The answer must be an exact copy of the listing below.

· · · · · · ·

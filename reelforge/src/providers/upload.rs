//! Publication client: authenticated, chunked, resumable upload.

use crate::resilience::{CallError, CallOptions, HttpRequest, OperationClass, ResilientCaller};
use crate::validate;
use async_trait::async_trait;
use serde::Deserialize;
use std::path::Path;
use std::sync::Arc;
use tokio_util::sync::CancellationToken;
use tracing::{debug, info};

const SERVICE: &str = "upload";

/// Bytes per upload chunk.
const CHUNK_SIZE: usize = 8 * 1024 * 1024;

/// Everything the publication service needs besides the video bytes.
#[derive(Debug, Clone)]
pub struct UploadRequest {
    pub title: String,
    pub description: String,
    pub tags: Vec<String>,
    pub category_id: String,
    pub privacy: String,
    pub made_for_kids: bool,
}

/// Receipt from a completed upload.
#[derive(Debug, Clone, PartialEq, Eq)]
pub struct PublicationReceipt {
    pub id: String,
    pub url: String,
}

/// Publication capability.
#[async_trait]
pub trait VideoPublisher: Send + Sync {
    async fn publish(
        &self,
        video: &Path,
        request: UploadRequest,
        idempotency_key: &str,
        cancel: CancellationToken,
    ) -> Result<PublicationReceipt, CallError>;
}

/// HTTP publication client.
///
/// Session-style resumable protocol: one authenticated call opens a
/// session and returns an upload URL, the chunks stream to it with
/// `Content-Range` headers, and the final chunk's response carries the
/// published id. The idempotency key rides the session-open call, which is
/// the one with provider-side side effects.
pub struct HttpVideoPublisher {
    base_url: String,
    token: String,
    caller: Arc<ResilientCaller>,
}

#[derive(Deserialize)]
struct SessionResponse {
    upload_url: String,
}

#[derive(Deserialize)]
struct PublishedResponse {
    id: String,
    url: String,
}

impl HttpVideoPublisher {
    pub fn new(base_url: impl Into<String>, token: impl Into<String>, caller: Arc<ResilientCaller>) -> Self {
        Self {
            base_url: base_url.into().trim_end_matches('/').to_string(),
            token: token.into(),
            caller,
        }
    }
}

#[async_trait]
impl VideoPublisher for HttpVideoPublisher {
    async fn publish(
        &self,
        video: &Path,
        request: UploadRequest,
        idempotency_key: &str,
        cancel: CancellationToken,
    ) -> Result<PublicationReceipt, CallError> {
        validate::check_cell(&request.title, "title")?;
        validate::check_cell(&request.description, "description")?;

        let bytes = tokio::fs::read(video).await.map_err(|e| CallError::Unexpected {
            message: format!("cannot read video {}: {}", video.display(), e),
        })?;
        let total = bytes.len();

        // Open the resumable session; this is where dedupe matters.
        let body = serde_json::json!({
            "title": request.title,
            "description": request.description,
            "tags": request.tags,
            "category_id": request.category_id,
            "privacy_status": request.privacy,
            "self_declared_made_for_kids": request.made_for_kids,
            "size_bytes": total,
        });
        let session = self
            .caller
            .call(
                SERVICE,
                OperationClass::Auth,
                HttpRequest::post(format!("{}/v1/videos", self.base_url))
                    .bearer(&self.token)
                    .json_body(&body),
                CallOptions {
                    max_attempts: 2,
                    idempotency_key: Some(idempotency_key.to_string()),
                    cancel: cancel.clone(),
                    ..Default::default()
                },
            )
            .await?;
        let value: serde_json::Value = session.json()?;
        validate::check_allowed_keys(&value, &["upload_url"], "upload session response")?;
        let session: SessionResponse = session.json()?;
        validate::check_text(&session.upload_url, "upload_url")?;

        // Stream the chunks.
        let mut last_response = None;
        for (index, chunk) in bytes.chunks(CHUNK_SIZE).enumerate() {
            let start = index * CHUNK_SIZE;
            let end = start + chunk.len() - 1;
            debug!(start, end, total, "uploading chunk");
            let mut chunk_request = HttpRequest::put(session.upload_url.clone())
                .bearer(&self.token)
                .header(
                    "Content-Range",
                    format!("bytes {}-{}/{}", start, end, total),
                );
            chunk_request.body = Some(chunk.to_vec());
            let response = self
                .caller
                .call(
                    SERVICE,
                    OperationClass::Api,
                    chunk_request,
                    CallOptions {
                        max_attempts: 3,
                        cancel: cancel.clone(),
                        ..Default::default()
                    },
                )
                .await?;
            last_response = Some(response);
        }

        let final_response = last_response.ok_or_else(|| CallError::Unexpected {
            message: "video file is empty".to_string(),
        })?;
        let value: serde_json::Value = final_response.json()?;
        validate::check_allowed_keys(&value, &["id", "url"], "publish response")?;
        let published: PublishedResponse = final_response.json()?;
        validate::check_text(&published.url, "published url")?;

        info!(id = %published.id, "video published");
        Ok(PublicationReceipt {
            id: published.id,
            url: published.url,
        })
    }
}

· · · · · · ·

(FINISHED EXERCISE)
filename reelforge/src/providers/upload.rs
//! Publication client: authenticated, chunked, resumable upload.

use crate::resilience::{CallError, CallOptions, HttpRequest, OperationClass, ResilientCaller};
use crate::validate;
use async_trait::async_trait;
use serde::Deserialize;
use std::path::Path;
use std::sync::Arc;
use tokio_util::sync::CancellationToken;
use tracing::{debug, info};

const SERVICE: &str = "upload";

/// Bytes per upload chunk.
const CHUNK_SIZE: usize = 8 * 1024 * 1024;

/// Everything the publication service needs besides the video bytes.
#[derive(Debug, Clone)]
pub struct UploadRequest {
    pub title: String,
    pub description: String,
    pub tags: Vec<String>,
    pub category_id: String,
    pub privacy: String,
    pub made_for_kids: bool,
}

/// Receipt from a completed upload.
#[derive(Debug, Clone, PartialEq, Eq)]
pub struct PublicationReceipt {
    pub id: String,
    pub url: String,
}

/// Publication capability.
#[async_trait]
pub trait VideoPublisher: Send + Sync {
    async fn publish(
        &self,
        video: &Path,
        request: UploadRequest,
        idempotency_key: &str,
        cancel: CancellationToken,
    ) -> Result<PublicationReceipt, CallError>;
}

/// HTTP publication client.
///
/// Session-style resumable protocol: one authenticated call opens a
/// session and returns an upload URL, the chunks stream to it with
/// `Content-Range` headers, and the final chunk's response carries the
/// published id. The idempotency key rides the session-open call, which is
/// the one with provider-side side effects.
pub struct HttpVideoPublisher {
    base_url: String,
    token: String,
    caller: Arc<ResilientCaller>,
}

#[derive(Deserialize)]
struct SessionResponse {
    upload_url: String,
}

#[derive(Deserialize)]
struct PublishedResponse {
    id: String,
    url: String,
}

impl HttpVideoPublisher {
    pub fn new(base_url: impl Into<String>, token: impl Into<String>, caller: Arc<ResilientCaller>) -> Self {
        Self {
            base_url: base_url.into().trim_end_matches('/').to_string(),
            token: token.into(),
            caller,
        }
    }
}

#[async_trait]
impl VideoPublisher for HttpVideoPublisher {
    async fn publish(
        &self,
        video: &Path,
        request: UploadRequest,
        idempotency_key: &str,
        cancel: CancellationToken,
    ) -> Result<PublicationReceipt, CallError> {
        validate::check_cell(&request.title, "title")?;
        validate::check_cell(&request.description, "description")?;

        let bytes = tokio::fs::read(video).await.map_err(|e| CallError::Unexpected {
            message: format!("cannot read video {}: {}", video.display(), e),
        })?;
        let total = bytes.len();

        // Open the resumable session; this is where dedupe matters.
        let body = serde_json::json!({
            "title": request.title,
            "description": request.description,
            "tags": request.tags,
            "category_id": request.category_id,
            "privacy_status": request.privacy,
            "self_declared_made_for_kids": request.made_for_kids,
            "size_bytes": total,
        });
        let session = self
            .caller
            .call(
                SERVICE,
                OperationClass::Auth,
                HttpRequest::post(format!("{}/v1/videos", self.base_url))
                    .bearer(&self.token)
                    .json_body(&body),
                CallOptions {
                    max_attempts: 2,
                    idempotency_key: Some(idempotency_key.to_string()),
                    cancel: cancel.clone(),
                    ..Default::default()
                },
            )
            .await?;
        let value: serde_json::Value = session.json()?;
        validate::check_allowed_keys(&value, &["upload_url"], "upload session response")?;
        let session: SessionResponse = session.json()?;
        validate::check_text(&session.upload_url, "upload_url")?;

        // Stream the chunks.
        let mut last_response = None;
        for (index, chunk) in bytes.chunks(CHUNK_SIZE).enumerate() {
            let start = index * CHUNK_SIZE;
            let end = start + chunk.len() - 1;
            debug!(start, end, total, "uploading chunk");
            let mut chunk_request = HttpRequest::put(session.upload_url.clone())
                .bearer(&self.token)
                .header(
                    "Content-Range",
                    format!("bytes {}-{}/{}", start, end, total),
                );
            chunk_request.body = Some(chunk.to_vec());
            let response = self
                .caller
                .call(
                    SERVICE,
                    OperationClass::Api,
                    chunk_request,
                    CallOptions {
                        max_attempts: 3,
                        cancel: cancel.clone(),
                        ..Default::default()
                    },
                )
                .await?;
            last_response = Some(response);
        }

        let final_response = last_response.ok_or_else(|| CallError::Unexpected {
            message: "video file is empty".to_string(),
        })?;
        let value: serde_json::Value = final_response.json()?;
        validate::check_allowed_keys(&value, &["id", "url"], "publish response")?;
        let published: PublishedResponse = final_response.json()?;
        validate::check_text(&published.url, "published url")?;

        info!(id = %published.id, "video published");
        Ok(PublicationReceipt {
            id: published.id,
            url: published.url,
        })
    }
}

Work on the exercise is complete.